The sellers use "watchers" with walkie-talkies to scan for
undercover experts posing as customers, and alert the shops to close
the metal gates. The shops at 415 Broadway seemed to be caught unaware
yesterday, but others across the street quickly closed their gates.
"Yep," an officer said. "They're bagging up."
Last year, the International Chamber of Commerce said that counterfeiting
accounted for an estimated 5 to 7 percent of global trade, and that
it continues to grow. A 1994 study by the city estimated the cost of
unpaid taxes on counterfeit goods to be $350 million.

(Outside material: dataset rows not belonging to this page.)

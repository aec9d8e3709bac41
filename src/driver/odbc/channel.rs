use std::sync::mpsc::{self, Receiver, SyncSender};

use crate::error::DbMakerError;
use crate::results::CustomDbRow;
use crate::types::DriverParam;

pub(super) type Reply<T> = SyncSender<Result<T, DbMakerError>>;

/// One-slot reply channel. The worker's send never blocks, and the caller's `recv` is a plain
/// thread block, so it is usable from inside an async runtime as well.
pub(super) fn reply_channel<T>() -> (Reply<T>, Receiver<Result<T, DbMakerError>>) {
    mpsc::sync_channel(1)
}

pub(super) enum Command {
    SetAutocommit {
        enabled: bool,
        respond_to: Reply<()>,
    },
    Commit {
        respond_to: Reply<()>,
    },
    Rollback {
        respond_to: Reply<()>,
    },
    Prepare {
        sql: String,
        respond_to: Reply<u64>,
    },
    Execute {
        stmt_id: u64,
        params: Vec<DriverParam>,
        respond_to: Reply<()>,
    },
    FetchRow {
        stmt_id: u64,
        respond_to: Reply<Option<CustomDbRow>>,
    },
    RowCount {
        stmt_id: u64,
        respond_to: Reply<i64>,
    },
    CloseStatement {
        stmt_id: u64,
    },
    Shutdown,
}

impl Command {
    pub(super) fn label(&self) -> &'static str {
        match self {
            Command::SetAutocommit { .. } => "set_autocommit",
            Command::Commit { .. } => "commit",
            Command::Rollback { .. } => "rollback",
            Command::Prepare { .. } => "prepare",
            Command::Execute { .. } => "execute",
            Command::FetchRow { .. } => "fetch_row",
            Command::RowCount { .. } => "row_count",
            Command::CloseStatement { .. } => "close_statement",
            Command::Shutdown => "shutdown",
        }
    }
}
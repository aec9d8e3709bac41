use serde::de::{self, Deserializer, Unexpected};
use serde::{Deserialize, Serialize};
use serde_json::Value as JsonValue;

use crate::error::DbMakerError;

/// Options that travel with a connection into every statement it prepares.
#[derive(Debug, Clone, Copy, Default, PartialEq, Eq)]
pub struct ConnectOptions {
    /// Lower-case every column key of fetched rows.
    pub idcap: bool,
    /// Ask a native driver to case-fold column names itself.
    pub dbidcap: bool,
}

impl ConnectOptions {
    #[must_use]
    pub fn with_idcap(mut self, idcap: bool) -> Self {
        self.idcap = idcap;
        self
    }

    #[must_use]
    pub fn with_dbidcap(mut self, dbidcap: bool) -> Self {
        self.dbidcap = dbidcap;
        self
    }
}

/// Connection configuration as handed over by the host.
///
/// Deserializes from the usual config map; the two case flags accept booleans as well as `0`/`1`
/// (numbers or strings):
/// ```rust
/// use dbmaker_middleware::prelude::*;
///
/// let cfg = DbMakerConfig::from_json(serde_json::json!({
///     "dsn": "TESTDB",
///     "username": "SYSADM",
///     "password": "",
///     "idcap": 1,
/// }))?;
/// assert!(cfg.idcap);
/// # Ok::<(), DbMakerError>(())
/// ```
#[derive(Debug, Clone, Default, PartialEq, Eq, Serialize, Deserialize)]
pub struct DbMakerConfig {
    pub dsn: String,
    #[serde(default)]
    pub username: String,
    #[serde(default)]
    pub password: String,
    #[serde(default)]
    pub prefix: String,
    #[serde(default, deserialize_with = "deserialize_flag")]
    pub prefix_indexes: bool,
    #[serde(default, deserialize_with = "deserialize_flag")]
    pub idcap: bool,
    #[serde(default, deserialize_with = "deserialize_flag")]
    pub dbidcap: bool,
}

impl DbMakerConfig {
    #[must_use]
    pub fn new(dsn: impl Into<String>) -> Self {
        Self {
            dsn: dsn.into(),
            ..Self::default()
        }
    }

    #[must_use]
    pub fn builder(dsn: impl Into<String>) -> DbMakerConfigBuilder {
        DbMakerConfigBuilder::new(dsn)
    }

    /// Parse a config map.
    ///
    /// # Errors
    /// Returns `DbMakerError::Json` if the value does not match the config shape and
    /// `DbMakerError::ConfigError` if the DSN is empty.
    pub fn from_json(value: JsonValue) -> Result<Self, DbMakerError> {
        let cfg: DbMakerConfig = serde_json::from_value(value)?;
        cfg.validate()?;
        Ok(cfg)
    }

    /// # Errors
    /// Returns `DbMakerError::ConfigError` if the DSN is empty.
    pub fn validate(&self) -> Result<(), DbMakerError> {
        if self.dsn.trim().is_empty() {
            return Err(DbMakerError::ConfigError(
                "a DBMaker connection requires a non-empty `dsn`".into(),
            ));
        }
        Ok(())
    }

    #[must_use]
    pub fn connect_options(&self) -> ConnectOptions {
        ConnectOptions {
            idcap: self.idcap,
            dbidcap: self.dbidcap,
        }
    }

    /// Prefix applied to index names generated by blueprints.
    #[must_use]
    pub fn index_prefix(&self) -> &str {
        if self.prefix_indexes { &self.prefix } else { "" }
    }
}

/// Fluent builder for [`DbMakerConfig`].
#[derive(Debug, Clone)]
pub struct DbMakerConfigBuilder {
    cfg: DbMakerConfig,
}

impl DbMakerConfigBuilder {
    #[must_use]
    pub fn new(dsn: impl Into<String>) -> Self {
        Self {
            cfg: DbMakerConfig::new(dsn),
        }
    }

    #[must_use]
    pub fn credentials(mut self, username: impl Into<String>, password: impl Into<String>) -> Self {
        self.cfg.username = username.into();
        self.cfg.password = password.into();
        self
    }

    #[must_use]
    pub fn prefix(mut self, prefix: impl Into<String>) -> Self {
        self.cfg.prefix = prefix.into();
        self
    }

    #[must_use]
    pub fn prefix_indexes(mut self, prefix_indexes: bool) -> Self {
        self.cfg.prefix_indexes = prefix_indexes;
        self
    }

    #[must_use]
    pub fn idcap(mut self, idcap: bool) -> Self {
        self.cfg.idcap = idcap;
        self
    }

    #[must_use]
    pub fn dbidcap(mut self, dbidcap: bool) -> Self {
        self.cfg.dbidcap = dbidcap;
        self
    }

    #[must_use]
    pub fn finish(self) -> DbMakerConfig {
        self.cfg
    }
}

fn deserialize_flag<'de, D>(deserializer: D) -> Result<bool, D::Error>
where
    D: Deserializer<'de>,
{
    match JsonValue::deserialize(deserializer)? {
        JsonValue::Null => Ok(false),
        JsonValue::Bool(b) => Ok(b),
        JsonValue::Number(n) => match n.as_i64() {
            Some(0) => Ok(false),
            Some(1) => Ok(true),
            _ => Err(de::Error::invalid_value(
                Unexpected::Other("number other than 0 or 1"),
                &"a 0/1 flag",
            )),
        },
        JsonValue::String(s) => match s.trim() {
            "" | "0" | "false" => Ok(false),
            "1" | "true" => Ok(true),
            other => Err(de::Error::invalid_value(Unexpected::Str(other), &"a 0/1 flag")),
        },
        _ => Err(de::Error::custom("expected a boolean or 0/1 flag")),
    }
}
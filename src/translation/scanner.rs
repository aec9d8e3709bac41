#[derive(Clone, Copy)]
pub(super) enum State {
    Normal,
    SingleQuoted,
    DoubleQuoted,
    LineComment,
    BlockComment(u32),
}

/// Scan `[A-Za-z_][A-Za-z0-9_]*` starting at `start`; returns the end offset.
pub(super) fn scan_identifier(bytes: &[u8], start: usize) -> Option<usize> {
    match bytes.get(start) {
        Some(b) if b.is_ascii_alphabetic() || *b == b'_' => {}
        _ => return None,
    }
    let mut idx = start + 1;
    while idx < bytes.len() && (bytes[idx].is_ascii_alphanumeric() || bytes[idx] == b'_') {
        idx += 1;
    }
    Some(idx)
}
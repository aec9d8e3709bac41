use std::collections::HashMap;
use std::sync::Arc;
use std::sync::mpsc::Receiver;

use odbc_api::parameter::{InputParameter, VarBinaryBox};
use odbc_api::{ConnectionOptions, Cursor, DataType, Environment, IntoParameter};
use tracing::trace;

use super::channel::{Command, Reply};
use crate::error::DbMakerError;
use crate::results::CustomDbRow;
use crate::types::{DriverParam, RowValues};

pub(super) struct OpenRequest {
    pub(super) dsn: String,
    pub(super) username: String,
    pub(super) password: String,
}

/// Own the ODBC environment, connection and prepared statements on this thread.
///
/// `odbc-api` statements borrow their connection and cursors borrow their statement, so all of
/// them live in this stack frame; callers only ever hold statement ids.
pub(super) fn run_odbc_worker(
    request: &OpenRequest,
    opened: Reply<()>,
    receiver: &Receiver<Command>,
) {
    let env = match Environment::new() {
        Ok(env) => env,
        Err(err) => {
            let _ = opened.send(Err(DbMakerError::ConnectionError(format!(
                "failed to allocate ODBC environment: {err}"
            ))));
            return;
        }
    };
    let conn = match env.connect(
        &request.dsn,
        &request.username,
        &request.password,
        ConnectionOptions::default(),
    ) {
        Ok(conn) => conn,
        Err(err) => {
            let _ = opened.send(Err(DbMakerError::ConnectionError(format!(
                "odbc connect to `{}` failed: {err}",
                request.dsn
            ))));
            return;
        }
    };
    if opened.send(Ok(())).is_err() {
        return;
    }

    let mut statements = HashMap::new();
    let mut row_counts: HashMap<u64, i64> = HashMap::new();
    // Statement ids never leave this connection; u64 won't exhaust in practice.
    let mut next_stmt_id: u64 = 1;
    let mut pending: Option<Command> = None;

    loop {
        let command = match pending.take() {
            Some(command) => command,
            None => match receiver.recv() {
                Ok(command) => command,
                Err(_) => break,
            },
        };
        trace!(command = command.label(), "odbc worker");

        match command {
            Command::Shutdown => break,
            Command::SetAutocommit {
                enabled,
                respond_to,
            } => {
                let _ = respond_to.send(conn.set_autocommit(enabled).map_err(driver_error));
            }
            Command::Commit { respond_to } => {
                let _ = respond_to.send(conn.commit().map_err(driver_error));
            }
            Command::Rollback { respond_to } => {
                let _ = respond_to.send(conn.rollback().map_err(driver_error));
            }
            Command::Prepare { sql, respond_to } => match conn.prepare(&sql) {
                Ok(prepared) => {
                    let stmt_id = next_stmt_id;
                    next_stmt_id = next_stmt_id.saturating_add(1);
                    statements.insert(stmt_id, prepared);
                    let _ = respond_to.send(Ok(stmt_id));
                }
                Err(err) => {
                    let _ = respond_to.send(Err(driver_error(err)));
                }
            },
            Command::Execute {
                stmt_id,
                params,
                respond_to,
            } => {
                let Some(prepared) = statements.get_mut(&stmt_id) else {
                    let _ = respond_to.send(Err(unknown_statement(stmt_id)));
                    continue;
                };
                let params: Vec<Box<dyn InputParameter>> =
                    params.into_iter().map(input_parameter).collect();
                match prepared.execute(params.as_slice()) {
                    Ok(Some(mut cursor)) => {
                        let layout = match RowLayout::describe(&mut cursor) {
                            Ok(layout) => layout,
                            Err(err) => {
                                let _ = respond_to.send(Err(err));
                                continue;
                            }
                        };
                        row_counts.insert(stmt_id, -1);
                        let _ = respond_to.send(Ok(()));
                        // Hold the cursor until a command for anything else arrives.
                        pending =
                            run_cursor_loop(stmt_id, receiver, || fetch_one(&mut cursor, &layout));
                        continue;
                    }
                    Ok(None) => {}
                    Err(err) => {
                        let _ = respond_to.send(Err(driver_error(err)));
                        continue;
                    }
                }
                let count = prepared
                    .row_count()
                    .ok()
                    .flatten()
                    .and_then(|n| i64::try_from(n).ok())
                    .unwrap_or(-1);
                row_counts.insert(stmt_id, count);
                let _ = respond_to.send(Ok(()));
            }
            Command::FetchRow {
                stmt_id,
                respond_to,
            } => {
                // No cursor open for this statement (never executed, no result set, or closed by
                // a later command).
                let reply = if statements.contains_key(&stmt_id) {
                    Ok(None)
                } else {
                    Err(unknown_statement(stmt_id))
                };
                let _ = respond_to.send(reply);
            }
            Command::RowCount {
                stmt_id,
                respond_to,
            } => {
                let _ = respond_to.send(Ok(row_counts.get(&stmt_id).copied().unwrap_or(-1)));
            }
            Command::CloseStatement { stmt_id } => {
                statements.remove(&stmt_id);
                row_counts.remove(&stmt_id);
            }
        }
    }
}

fn input_parameter(param: DriverParam) -> Box<dyn InputParameter> {
    match param {
        DriverParam::Null => Box::new(None::<String>.into_parameter()),
        DriverParam::Text(text) => Box::new(Some(text).into_parameter()),
        DriverParam::Binary(bytes) => Box::new(VarBinaryBox::from_vec(bytes)),
    }
}

/// Serve fetches for one open cursor through `fetch`. Returns the first command that targets
/// anything else; the cursor is closed when this returns.
fn run_cursor_loop(
    stmt_id: u64,
    receiver: &Receiver<Command>,
    mut fetch: impl FnMut() -> Result<Option<CustomDbRow>, DbMakerError>,
) -> Option<Command> {
    while let Ok(command) = receiver.recv() {
        match command {
            Command::FetchRow {
                stmt_id: id,
                respond_to,
            } if id == stmt_id => {
                let _ = respond_to.send(fetch());
            }
            Command::RowCount {
                stmt_id: id,
                respond_to,
            } if id == stmt_id => {
                let _ = respond_to.send(Ok(-1));
            }
            other => return Some(other),
        }
    }
    None
}

/// Column names plus which columns carry binary data, read once per cursor.
struct RowLayout {
    names: Arc<Vec<String>>,
    binary: Vec<bool>,
}

impl RowLayout {
    fn describe(cursor: &mut impl Cursor) -> Result<Self, DbMakerError> {
        let count = cursor.num_result_cols().map_err(driver_error)?;
        let count = u16::try_from(count).unwrap_or(0);
        let mut names = Vec::with_capacity(usize::from(count));
        let mut binary = Vec::with_capacity(usize::from(count));
        for col in 1..=count {
            names.push(cursor.col_name(col).map_err(driver_error)?);
            binary.push(matches!(
                cursor.col_data_type(col).map_err(driver_error)?,
                DataType::Binary { .. } | DataType::Varbinary { .. } | DataType::LongVarbinary { .. }
            ));
        }
        Ok(Self {
            names: Arc::new(names),
            binary,
        })
    }
}

fn fetch_one(
    cursor: &mut impl Cursor,
    layout: &RowLayout,
) -> Result<Option<CustomDbRow>, DbMakerError> {
    let Some(mut row) = cursor.next_row().map_err(driver_error)? else {
        return Ok(None);
    };

    let mut values = Vec::with_capacity(layout.names.len());
    let mut buf = Vec::new();
    for (index, &binary) in layout.binary.iter().enumerate() {
        let col = u16::try_from(index + 1).map_err(|_| {
            DbMakerError::DriverExecutionError(format!("column index {} out of range", index + 1))
        })?;
        buf.clear();
        let present = if binary {
            row.get_binary(col, &mut buf).map_err(driver_error)?
        } else {
            row.get_text(col, &mut buf).map_err(driver_error)?
        };
        values.push(match (present, binary) {
            (false, _) => RowValues::Null,
            (true, true) => RowValues::Blob(buf.clone()),
            (true, false) => RowValues::Text(String::from_utf8_lossy(&buf).into_owned()),
        });
    }

    Ok(Some(CustomDbRow::new(Arc::clone(&layout.names), values)))
}

fn driver_error(err: odbc_api::Error) -> DbMakerError {
    DbMakerError::DriverExecutionError(err.to_string())
}

fn unknown_statement(stmt_id: u64) -> DbMakerError {
    DbMakerError::DriverExecutionError(format!("no prepared statement with id {stmt_id}"))
}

Seven men and four women were detained and released yesterday in what
the police described as a continuing investigation to determine whether
the workers are in the country illegally and who is behind the large
shipments of goods from overseas.
"I'm not saying these people are associated with terrorist organizations," Captain
McGowan said, "but some counterfeit rings are. It's a great way
to destroy our economy. "
The police did not identify the Asian workers yesterday, interviewing
them slowly through an interpreter. Stairs beneath the two small showrooms
led to twisting hallways and cramped rooms stacked with handbags wrapped
in white tissue, from the large leatheresque bags marked with Gucci
labels to the tubular Burberry Hobo purses in trademark plaid. Officers
bagged enough Montblanc pens for a large school's graduation, and stacks
of Gucci belts curled in coils, complete with their own signature boxes.
"Anything that has a trademark on it is bad," Kevin Dougherty,
a private counterfeit expert and founder of Counter-Tech Investigations,
said to several officers conducting an inventory. "The only thing
you have to worry about is anything that doesn't have a name on it." Some
of the items arrive in the country as generic, their labels stamped
or sewn on later, he said.
Officers from the New York Police Department, the United States Labor
Department, the New York State attorney general's office and the waterfront
police participated in the raid.
"We'll find out if there are additional shipments, possibly on
the high seas," said Chief Philip C. Spinelli of the Waterfront
Commission. "Find out where the importers are, where the goods
are manufactured overseas. "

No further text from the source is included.